Apple is apparently working on a hybrid hard-drive system, pairing a platter-based traditional drive with flash memory in a configuration that could prevent data loss if your MacBook is dropped or jolted. Detailed in a newly-published patent application, 20110238887, for "Hybrid-device storage based on environmental state" Apple's solution is positioned as a way to avoid errors caused by "changes in temperature, vibration and acceleration" but could also have an impact on the speed of data access.

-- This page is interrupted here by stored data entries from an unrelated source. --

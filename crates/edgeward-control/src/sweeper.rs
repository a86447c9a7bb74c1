//! Background task demoting expired tunnels

use crate::tunnel::TunnelCoordinator;
use std::sync::Arc;
use std::time::Duration;
use tokio::sync::Notify;
use tokio::task::JoinHandle;
use tracing::{debug, info};

/// Periodic keep-alive sweep over the tunnel coordinator
///
/// An active tunnel that misses its deadline stays Active until the next
/// tick, so the sweep interval bounds how stale a status can be.
pub struct TunnelSweeper {
    coordinator: Arc<TunnelCoordinator>,
    interval: Duration,
    shutdown: Arc<Notify>,
}

impl TunnelSweeper {
    pub fn new(coordinator: Arc<TunnelCoordinator>, interval: Duration) -> Self {
        Self {
            coordinator,
            interval,
            shutdown: Arc::new(Notify::new()),
        }
    }

    /// Handle used to stop the loop; signal it with `notify_one`
    pub fn shutdown_handle(&self) -> Arc<Notify> {
        self.shutdown.clone()
    }

    /// Run until shutdown is signalled
    pub async fn run(&self) {
        info!(
            interval_secs = self.interval.as_secs(),
            "Tunnel sweeper started"
        );

        let mut ticker = tokio::time::interval(self.interval);
        ticker.set_missed_tick_behavior(tokio::time::MissedTickBehavior::Delay);

        loop {
            tokio::select! {
                biased;

                _ = self.shutdown.notified() => {
                    info!("Tunnel sweeper received shutdown signal");
                    break;
                }

                _ = ticker.tick() => {
                    let demoted = self.coordinator.sweep();
                    if !demoted.is_empty() {
                        debug!(count = demoted.len(), "Demoted expired tunnels");
                    }
                }
            }
        }

        info!("Tunnel sweeper stopped");
    }

    /// Spawn the loop onto the current runtime
    pub fn spawn(self) -> (Arc<Notify>, JoinHandle<()>) {
        let shutdown = self.shutdown_handle();
        let handle = tokio::spawn(async move { self.run().await });
        (shutdown, handle)
    }
}

#[cfg(test)]
mod tests {
    use super::*;
    use crate::config::PortRange;
    use crate::jobs::EdgeJobDispatcher;
    use crate::port_allocator::RangePortAllocator;
    use crate::tunnel::KnownEnvironments;
    use edgeward_auth::CredentialIssuer;
    use edgeward_proto::{EnvironmentId, TunnelStatus};

    struct Everyone;

    impl KnownEnvironments for Everyone {
        fn contains(&self, _environment_id: EnvironmentId) -> bool {
            true
        }
    }

    fn coordinator(keep_alive: Duration) -> Arc<TunnelCoordinator> {
        Arc::new(TunnelCoordinator::new(
            Arc::new(Everyone),
            Arc::new(RangePortAllocator::new(PortRange::range(9000, 9009))),
            Arc::new(CredentialIssuer::new(b"secret", chrono::Duration::hours(1))),
            Arc::new(EdgeJobDispatcher::new()),
            keep_alive,
        ))
    }

    #[tokio::test]
    async fn test_sweeper_demotes_expired_tunnel() {
        let coordinator = coordinator(Duration::ZERO);
        coordinator.set_active(EnvironmentId(1)).unwrap();

        let sweeper = TunnelSweeper::new(coordinator.clone(), Duration::from_millis(10));
        let (shutdown, handle) = sweeper.spawn();

        let demoted = tokio::time::timeout(Duration::from_secs(5), async {
            while coordinator.status(EnvironmentId(1)).unwrap() != TunnelStatus::Idle {
                tokio::time::sleep(Duration::from_millis(10)).await;
            }
        })
        .await;
        assert!(demoted.is_ok());

        shutdown.notify_one();
        handle.await.unwrap();
    }

    #[tokio::test]
    async fn test_shutdown_before_first_tick() {
        let sweeper = TunnelSweeper::new(coordinator(Duration::from_secs(60)), Duration::from_secs(3600));
        let shutdown = sweeper.shutdown_handle();
        shutdown.notify_one();

        tokio::time::timeout(Duration::from_secs(5), sweeper.run())
            .await
            .expect("sweeper should stop on shutdown");
    }
}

"By selectively storing the block of data in the flash memory, the hybrid storage device can address the sensitivity of the HDD to changes in the environmental state of the hybrid storage device. For example, if the change in the environmental state information results in an operating state of the HDD in which failure or shut down of the HDD is to occur during the write operation, or if there is an imminent risk of data loss during the write operation, the write operation can be completed using the flash memory. Therefore, this storage technique can increase the reliability of the hybrid storage device" Apple patent application
As Apple describes it, the hybrid drive could quickly save data to the flash section if it detected it needed to suddenly lock down the platters such as during a fall. Alternatively, if drive temperature exceeded a preset "safe" level, the platters could spin down and the flash storage be used as a temporary cache until they had cooled once more.
Hybrid hard-drive technology isn't new, and several manufacturers already have products that pair spinning platters and solid-state memory. Perhaps best known is Seagate's Momentus XT - which we reviewed all the way back in July 2010 - though the primary purpose of the combined storage is usually expressed as a matter of speed.
That would also be a benefit of Apple's system, the company recognizes - "the external device may be able to improve performance by leveraging the relative performance capabilities of HDD and flash memory" - though it's possible the focus is on longevity so as to suitably differentiate the patent application from prior art. Whether that will fly with the USPTO remains to be seen, but we wouldn't be surprised if future MacBook Pro models incorporated a cost-effective balance of hybrid storage rather than the wholesale shift to expensive SSDs that some have predicted.